Warriors
Today I saw photos of the new Martin Luther King memorial in Washington DC. The memorial is set in a line between the Jefferson & Lincoln memorials, deliberately situating Dr. King within our official national narrative of individuals creating enormous changes. I grew up just across the river from that memorial beginning my life in a nation that still practiced apartheid. My (white) family refused to enter “Whites Only” businesses; we marched in Washington is support of civil rights (and in opposition to the war in Vietnam); my mother was shunned at church for registering African American voters; and I remember exactly where my dad and I stood when we heard on the radio that Martin Luther King was shot.
When I look at the photo of the Martin Luther King memorial a flood of images come to mind - Dr. King standing on the steps of the Lincoln Memorial in 1963, linked arm in arm leading a march in Alabama, handcuffed at the Selma police station.
But for me the image of the civil rights movement I find the most potent doesn’t feature Martin Luther King. It’s a snapshot of 9 high school kids carrying school books and dressed beautifully for their first day of school. They are walking, eyes averted, through a gauntlet of jeering students and adults. They became known as the Little Rock Nine – African-American students sent to integrate Central High School in 1957. The image scared and inspired me when I was a kid. And the image scares and inspires me now.

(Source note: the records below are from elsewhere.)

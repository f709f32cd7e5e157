//! Sample components mounted by the demo server.

use std::sync::Arc;

use async_trait::async_trait;
use liveview_core::ComponentHandle;
use liveview_protocols::{
    ClientAction, ClientEvent, ComponentError, ConnectionHandle, QueryParameters,
    RoutableComponent, ServerCommand,
};
use parking_lot::Mutex;
use serde_json::{Value, json};
use uuid::Uuid;

/// Component set of one session.
pub fn components() -> Vec<ComponentHandle> {
    vec![
        Arc::new(CounterPage::new()) as ComponentHandle,
        Arc::new(ProfilePage::new()) as ComponentHandle,
    ]
}

/// Page shown for URLs no component is mounted at.
pub fn not_found_page() -> String {
    r#"<main><h1>Not found</h1><p><a href="/" live-href>Back to the counter</a></p></main>"#
        .to_string()
}

fn escape_html(text: &str) -> String {
    let mut out = String::with_capacity(text.len());
    for c in text.chars() {
        match c {
            '&' => out.push_str("&amp;"),
            '<' => out.push_str("&lt;"),
            '>' => out.push_str("&gt;"),
            '"' => out.push_str("&quot;"),
            '\'' => out.push_str("&#39;"),
            c => out.push(c),
        }
    }
    out
}

/// Counter at `/`.
#[derive(Default)]
pub struct CounterPage {
    count: Mutex<i64>,
}

impl CounterPage {
    pub fn new() -> Self {
        Self::default()
    }
}

#[async_trait]
impl RoutableComponent for CounterPage {
    fn path(&self) -> &str {
        "/"
    }

    fn context_snapshot(&self) -> Option<Value> {
        Some(json!({ "count": *self.count.lock() }))
    }

    fn load_from_context(&self, context: Value) -> Result<(), ComponentError> {
        let count = context
            .get("count")
            .and_then(Value::as_i64)
            .ok_or_else(|| ComponentError::InvalidContext("missing integer `count`".into()))?;
        *self.count.lock() = count;
        Ok(())
    }

    async fn base_template(&self) -> Result<String, ComponentError> {
        let count = *self.count.lock();
        Ok(format!(
            r#"<main live-load id="counter">
<h1>Counter</h1>
<p>Count: <span id="count">{count}</span></p>
<button id="increment" live-action>+1</button>
<button id="reset" live-action>Reset</button>
<p><a href="/profile?id=42" live-href>Profile 42</a></p>
</main>"#
        ))
    }

    async fn receive_event(
        &self,
        connection: &ConnectionHandle,
        event: &ClientEvent,
    ) -> Result<(), ComponentError> {
        match event.known_action() {
            Some(ClientAction::LiveLoad) => {
                self.send_command(&**connection, &ServerCommand::set_title("Counter"))
                    .await;
            }
            Some(ClientAction::LiveAction) => {
                let count = {
                    let mut count = self.count.lock();
                    match event.id.as_deref() {
                        Some("increment") => *count += 1,
                        Some("reset") => *count = 0,
                        other => {
                            return Err(ComponentError::EventFailed(format!(
                                "unknown counter action {:?}",
                                other
                            )));
                        }
                    }
                    *count
                };
                self.send_command(
                    &**connection,
                    &ServerCommand::update_node_value("#count", count.to_string()),
                )
                .await;
            }
            _ => {}
        }
        Ok(())
    }
}

/// Profile at `/profile?id=..`.
#[derive(Default)]
pub struct ProfilePage {
    profile_id: Mutex<Option<String>>,
}

impl ProfilePage {
    pub fn new() -> Self {
        Self::default()
    }
}

#[async_trait]
impl RoutableComponent for ProfilePage {
    fn path(&self) -> &str {
        "/profile"
    }

    async fn base_template(&self) -> Result<String, ComponentError> {
        let body = match self.profile_id.lock().as_deref() {
            Some(id) => format!(
                r#"<h1>Profile {}</h1>
<input id="name" placeholder="Your name" live-input>
<p id="greeting"></p>"#,
                escape_html(id)
            ),
            None => "<h1>No profile selected</h1>".to_string(),
        };
        Ok(format!(
            r#"<main>
{body}
<p><a href="/" live-href>Back to the counter</a></p>
</main>"#
        ))
    }

    fn set_query_parameters(&self, parameters: QueryParameters, _router_id: Uuid) {
        *self.profile_id.lock() = parameters.get("id").cloned();
    }

    fn clean_up(&self, _router_id: Uuid) {
        *self.profile_id.lock() = None;
    }

    async fn receive_event(
        &self,
        connection: &ConnectionHandle,
        event: &ClientEvent,
    ) -> Result<(), ComponentError> {
        if event.known_action() == Some(ClientAction::LiveInput) {
            let name = event.value.as_deref().unwrap_or_default().trim();
            let greeting = if name.is_empty() {
                String::new()
            } else {
                format!("Hello, {name}!")
            };
            self.send_command(
                &**connection,
                &ServerCommand::update_node_value("#greeting", greeting),
            )
            .await;
        }
        Ok(())
    }
}

#[cfg(test)]
#[path = "demo_tests.rs"]
mod tests;
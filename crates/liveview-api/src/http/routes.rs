//! HTTP route definitions.

use std::sync::Arc;

use axum::Router;
use axum::routing::get;
use tower_http::trace::TraceLayer;

use crate::http::handlers::{health, issue_token};
use crate::state::AppState;
use crate::websocket::ws_handler;

/// Paths the transport is mounted at.
#[derive(Debug, Clone, PartialEq, Eq)]
pub struct RouteConfig {
    pub websocket_path: String,
    pub token_path: String,
}

impl Default for RouteConfig {
    fn default() -> Self {
        Self {
            websocket_path: "/websocket".to_string(),
            token_path: "/api/issue-token".to_string(),
        }
    }
}

/// Create the transport router.
///
/// ```text
/// GET {websocket_path}?authToken=..&initialURL=..  - WebSocket upgrade
/// GET {token_path}                                 - Issue a session token
/// GET /health                                      - Health check
/// ```
pub fn create_router(state: Arc<AppState>, routes: &RouteConfig) -> Router {
    Router::new()
        .route(&routes.websocket_path, get(ws_handler))
        .route(&routes.token_path, get(issue_token))
        .route("/health", get(health))
        .layer(TraceLayer::new_for_http())
        .with_state(state)
}

#[cfg(test)]
#[path = "routes_tests.rs"]
mod tests;
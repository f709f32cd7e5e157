//! Application state.

use std::sync::Arc;
use std::time::{Duration, Instant};

use liveview_core::{ConnectionRegistry, TokenIssuer};

/// State shared across handlers.
pub struct AppState {
    pub registry: Arc<ConnectionRegistry>,
    pub issuer: Arc<dyn TokenIssuer>,
    start_time: Instant,
}

impl AppState {
    pub fn new(registry: Arc<ConnectionRegistry>, issuer: Arc<dyn TokenIssuer>) -> Self {
        Self {
            registry,
            issuer,
            start_time: Instant::now(),
        }
    }

    pub fn uptime(&self) -> Duration {
        self.start_time.elapsed()
    }
}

This January Portland Ovations presents Warriors Don’t Cry a one-woman play based on the memoirs of Dr. Melba Patillo Beals, one of the Little Rock Nine. In addition to evening and school-time performances, Ovations is collaborating with NAACP-Portland to present an excerpt of Warriors during the annual MLK Breakfast, partnering with King Middle School, A Company of Girls, Portland Public Library, and the Telling Room on a series of community and in-school workshops, and presenting a free pre-performance lecture on civil rights in Maine.
The Warriors Don’t Cry residency begins on Martin Luther King Day, January 16, 2012.